## REQUIRED ACTION
The response must be made up of the lines in the entries below that contain "ImageFormat".

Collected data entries
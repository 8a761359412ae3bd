#![allow(dead_code)]

use std::{
    io::Cursor,
    path::Path,
    sync::{
        Arc,
        atomic::{AtomicUsize, Ordering},
    },
};

use image::{DynamicImage, ImageFormat, Rgb, RgbImage};
use tempfile::TempDir;
use vision_classify::{
    AppState, ClassifierRegistry, ClassifyResult, ImageClassifier, PredictionSet,
    classifier::decode_predictions, labels::LabelTable, storage::UploadStore, vision,
};

pub const BOUNDARY: &str = "----visionclassifytestboundary";

/// Deterministic stand-in for a real network.
///
/// Decodes the image like the real classifiers do, then scores five colour
/// classes from the mean pixel value.
pub struct StubClassifier {
    name: String,
    labels: LabelTable,
    calls: Arc<AtomicUsize>,
}

impl StubClassifier {
    pub fn new(name: &str) -> Self {
        let labels = ["red", "green", "blue", "dark", "light"]
            .iter()
            .map(|l| l.to_string())
            .collect();
        StubClassifier {
            name: name.to_string(),
            labels: LabelTable::new(labels).expect("stub labels"),
            calls: Arc::new(AtomicUsize::new(0)),
        }
    }

    pub fn calls(&self) -> Arc<AtomicUsize> {
        self.calls.clone()
    }
}

impl ImageClassifier for StubClassifier {
    fn name(&self) -> &str {
        &self.name
    }

    fn classify(&self, image_path: &Path) -> ClassifyResult<PredictionSet> {
        self.calls.fetch_add(1, Ordering::SeqCst);
        let image = vision::load_image(image_path)?.to_rgb8();
        let pixels = (image.width() as f32 * image.height() as f32).max(1.0);
        let mut sums = [0f32; 3];
        for pixel in image.pixels() {
            for (c, sum) in sums.iter_mut().enumerate() {
                *sum += pixel[c] as f32;
            }
        }
        let [r, g, b] = sums.map(|s| s / pixels);
        let brightness = (r + g + b) / 3.0;
        let scores = [r + 1.0, g + 1.0, b + 1.0, 256.0 - brightness, brightness + 1.0];
        let total: f32 = scores.iter().sum();
        let probabilities: Vec<f32> = scores.iter().map(|s| s / total).collect();
        decode_predictions(&probabilities, &self.labels)
    }
}

pub struct TestContext {
    pub upload_dir: TempDir,
    pub state: AppState,
    pub first_calls: Arc<AtomicUsize>,
    pub second_calls: Arc<AtomicUsize>,
}

impl TestContext {
    pub fn new() -> Self {
        Self::with_limit(16 * 1024 * 1024)
    }

    pub fn with_limit(max_upload_bytes: usize) -> Self {
        let upload_dir = tempfile::tempdir().expect("tempdir");
        let first = StubClassifier::new("tensorflow");
        let second = StubClassifier::new("pytorch");
        let first_calls = first.calls();
        let second_calls = second.calls();
        let classifiers: Vec<Arc<dyn ImageClassifier>> = vec![Arc::new(first), Arc::new(second)];
        let registry = ClassifierRegistry::new(classifiers).expect("registry");
        let store = UploadStore::new(upload_dir.path()).expect("upload store");
        TestContext {
            upload_dir,
            state: AppState::new(registry, store, max_upload_bytes),
            first_calls,
            second_calls,
        }
    }
}

pub fn solid_jpeg(width: u32, height: u32, color: [u8; 3]) -> Vec<u8> {
    let image = DynamicImage::ImageRgb8(RgbImage::from_pixel(width, height, Rgb(color)));
    let mut buf = Vec::new();
    image
        .write_to(&mut Cursor::new(&mut buf), ImageFormat::Jpeg)
        .expect("encode jpeg");
    buf
}

pub fn multipart_content_type() -> String {
    format!("multipart/form-data; boundary={}", BOUNDARY)
}

/// A single-part multipart body. `filename: None` sends a plain form field.
pub fn multipart_body(field: &str, filename: Option<&str>, content: &[u8]) -> Vec<u8> {
    let disposition = match filename {
        Some(name) => format!(
            "Content-Disposition: form-data; name=\"{}\"; filename=\"{}\"\r\nContent-Type: application/octet-stream\r\n",
            field, name
        ),
        None => format!("Content-Disposition: form-data; name=\"{}\"\r\n", field),
    };
    let mut body = Vec::new();
    body.extend_from_slice(format!("--{}\r\n", BOUNDARY).as_bytes());
    body.extend_from_slice(disposition.as_bytes());
    body.extend_from_slice(b"\r\n");
    body.extend_from_slice(content);
    body.extend_from_slice(format!("\r\n--{}--\r\n", BOUNDARY).as_bytes());
    body
}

## OUTPUT FOR THIS TASK
use image::{DynamicImage, ImageFormat, Rgb, RgbImage};
        .write_to(&mut Cursor::new(&mut buf), ImageFormat::Jpeg)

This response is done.